Temptation to sin is a struggle all of us experience. Sadly, a natural tendency of people is to shift the blame away from themselves. In doing so, they wrongly diagnose the problem and ignore the symptoms and therefore don’t receive the biblical solution. In this brief post, I want to look at temptation from the lens of James 1:13-16.
The Source of Temptation
James makes it clear that God is not the source of our temptation. He can’t be tempted becauseHe has no capacity or vulnerability to temptation (Psalm 5:4; Isaiah 6:3; Habakkuk 1:3) and therefore He does not tempt (James 1:13). So then, where does temptation come from? Verse 14 says, “But each person is tempted when he is lured and enticed by his own desire”. He illustrates the source of temptation with fishing metaphors. Like a fish that is enticed by the bait and then lured away, we fall into temptation when our “own desire”drags us to the bait. The problem is within us (Matthew 15:19). Again, notice that the text says, “his own desire”. We all have different tendencies, which come from our different upbringings and personal choices in life. One person’s temptation isn’t always the same as an others. Nonetheless they are still real.

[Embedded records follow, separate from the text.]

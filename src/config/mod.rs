//! Configuration module for the companion narrator.
//!
//! Provides CLI argument parsing and configuration management.

#[allow(clippy::module_inception)]
mod config;

pub use config::AppConfig;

The Succession of Temptation
Consider the succession or sequence of temptation. In this verse 15, James changes metaphors from fishing to gestation. “Desire” represents the mother and its child is “sin”.The gestation period of a human is nine months,whereas the gestation process of temptation instantaneous. Once mother “desire”has given birth to her child “sin”,it grows, and if allowed to become mature it“brings forth death”. The apostle Paul said on the same lines, “the wages of sin is death” (Romans 6:23). Sin should not become the object of our entertainment. The results of allowing our desires to conceive are devastating, and must be avoided.

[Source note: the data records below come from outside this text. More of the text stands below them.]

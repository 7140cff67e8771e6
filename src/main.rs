//! Companion Voice - a streaming sentence-to-speech narrator.
//!
//! Streams a chat model's reply, segments it into sentences as they
//! complete, synthesizes each sentence concurrently through an external
//! voice service, and plays the results back strictly in order while the
//! text is revealed in sync with the audio.

mod audio;
mod config;
mod llm;
mod pipeline;
mod playback;
mod segment;
mod stream;
mod synth;

use std::sync::Arc;
use std::time::Duration;

use anyhow::{Context, Result};
use futures_util::StreamExt;
use tokio::io::{AsyncBufReadExt, BufReader};
use tokio::signal;
use tokio::sync::mpsc;
use tokio::task::JoinHandle;
use tracing::{debug, error, info, warn};
use tracing_subscriber::EnvFilter;
use tracing_subscriber::fmt::time::LocalTime;

use audio::{PcmRenderer, RendererSink};
use config::AppConfig;
use llm::ChatClient;
use pipeline::SpeechPipeline;
use playback::{AudioSink, CpalSink, PipelineEvent};
use stream::{StreamDemux, StreamEvent};
use synth::HttpSpeechService;

/// Spawn the task that surfaces pipeline events to the console.
fn spawn_event_task(mut events: mpsc::UnboundedReceiver<PipelineEvent>) -> JoinHandle<()> {
    tokio::spawn(async move {
        while let Some(event) = events.recv().await {
            match event {
                PipelineEvent::SentenceStarted { sequence, reveal, .. } => {
                    debug!("Sentence #{} playing (reveal {:?})", sequence, reveal);
                }
                PipelineEvent::RevealAdjusted { sequence, reveal } => {
                    debug!("Sentence #{} reveal adjusted to {:?}", sequence, reveal);
                }
                PipelineEvent::RevealFinished { sequence } => {
                    debug!("Sentence #{} fully revealed", sequence);
                }
                PipelineEvent::SentenceDisplayed { text, with_audio, .. } => {
                    if with_audio {
                        info!("🗣️  {}", text);
                    } else {
                        info!("💬 {} (no audio)", text);
                    }
                }
                PipelineEvent::SessionDone => {
                    info!("✅ Response complete");
                }
            }
        }
    })
}

/// Stream one model reply through the pipeline.
///
/// Reads the line-framed event stream, feeds deltas into segmentation and
/// synthesis as they arrive, and flushes the session at end-of-stream.
///
/// # Returns
/// The assembled reply text, for conversation history.
async fn narrate_reply(response: reqwest::Response, pipeline: &mut SpeechPipeline) -> String {
    let mut demux = StreamDemux::new();
    let mut reply = String::new();
    let mut body = response.bytes_stream();

    'stream: while let Some(chunk) = body.next().await {
        let chunk = match chunk {
            Ok(chunk) => chunk,
            Err(e) => {
                warn!("Chat stream error: {}", e);
                break;
            }
        };

        for event in demux.push(&chunk) {
            match event {
                StreamEvent::Delta(delta) => {
                    reply.push_str(&delta);
                    pipeline.submit_text(&delta);
                }
                StreamEvent::Done => break 'stream,
            }
        }
    }

    pipeline.flush_session();
    reply
}

/// Wait for shutdown signal (Ctrl+C or SIGTERM).
async fn wait_for_shutdown() {
    tokio::select! {
        _ = signal::ctrl_c() => {
            info!("🛑 Received Ctrl+C, shutting down...");
        }
        _ = async {
            #[cfg(unix)]
            {
                if let Ok(mut sigterm) = signal::unix::signal(signal::unix::SignalKind::terminate()) {
                    sigterm.recv().await;
                } else {
                    std::future::pending::<()>().await;
                }
            }
            #[cfg(not(unix))]
            {
                std::future::pending::<()>().await;
            }
        } => {
            info!("🛑 Received SIGTERM, shutting down...");
        }
    }
}

#[tokio::main]
async fn main() -> Result<()> {
    // Parse command line arguments
    let config = AppConfig::from_args();

    // Initialize logging with time-only format.
    // Respect RUST_LOG env var, fallback to verbose flag, default to info
    let filter = EnvFilter::try_from_default_env().unwrap_or_else(|_| {
        if config.verbose {
            EnvFilter::new("debug")
        } else {
            EnvFilter::new("info")
        }
    });

    tracing_subscriber::fmt()
        .with_env_filter(filter)
        .with_target(false)
        .with_timer(LocalTime::new(time::macros::format_description!(
            "[hour]:[minute]:[second]"
        )))
        .init();

    info!("🎙️  Companion Voice v{}", env!("CARGO_PKG_VERSION"));

    if let Err(e) = config.validate() {
        error!("❌ Configuration error: {}", e);
        std::process::exit(1);
    }

    config.log_config();

    // One HTTP client for both endpoints. The synthesis deadline is enforced
    // per call by the scheduler; the chat stream stays open as long as the
    // model keeps talking.
    let http = reqwest::Client::builder()
        .connect_timeout(Duration::from_secs(10))
        .build()
        .context("Failed to build HTTP client")?;

    let service = Arc::new(HttpSpeechService::new(
        http.clone(),
        config.voice_url.clone(),
        config.voice.clone(),
        config.voice_speed,
        config.voice_sample_rate,
    ));

    // Pick the output transport: whole-clip playback, or the low-latency PCM
    // renderer fed over its bounded frame channel. The renderer owns the cpal
    // stream and must outlive the pipeline.
    let mut _renderer = None;
    let sink: Arc<dyn AudioSink> = if config.low_latency {
        let renderer = PcmRenderer::new(config.output_device.as_deref())?;
        let sink = Arc::new(RendererSink::new(renderer.handle(), renderer.sample_rate()));
        _renderer = Some(renderer);
        sink
    } else {
        Arc::new(CpalSink::new(config.output_device.as_deref())?)
    };

    let mut pipeline = SpeechPipeline::new(service, sink, config.pipeline_config());
    let events = pipeline.events().context("Event stream already taken")?;
    let event_task = spawn_event_task(events);

    let mut chat = ChatClient::new(
        http,
        config.chat_url.clone(),
        config.chat_model.clone(),
        config.system_prompt.clone(),
        config.max_history,
    );

    info!("Type a message and press Enter (Ctrl+C to quit)");

    let mut lines = BufReader::new(tokio::io::stdin()).lines();

    loop {
        let line = tokio::select! {
            _ = wait_for_shutdown() => break,
            line = lines.next_line() => line.context("Failed to read input")?,
        };

        let Some(line) = line else {
            break; // stdin closed
        };
        let message = line.trim();
        if message.is_empty() {
            continue;
        }

        // A new user turn starts a new response session; anything still
        // narrating from the previous reply is discarded.
        pipeline.reset_session();

        match chat.begin_stream(message).await {
            Ok(response) => {
                let reply = narrate_reply(response, &mut pipeline).await;
                chat.record_reply(&reply);
            }
            Err(e) => {
                error!("❌ Chat error: {}", e);
            }
        }
    }

    pipeline.shutdown().await;
    event_task.abort();

    info!("✅ Companion voice stopped");
    Ok(())
}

James concludes this section with a firm yet pastoral warning, “do not be deceived, my beloved brothers” (James 1:16). It is not God who brings such evils in our life; the problem is with our own desires. Though we may find ourselves in a difficult and trying situation, we are to inform our desires so as to trust God. In the words of John Owen, “Temptations and occasions put nothing into a man, but only draw out what was in him before” –John Owen.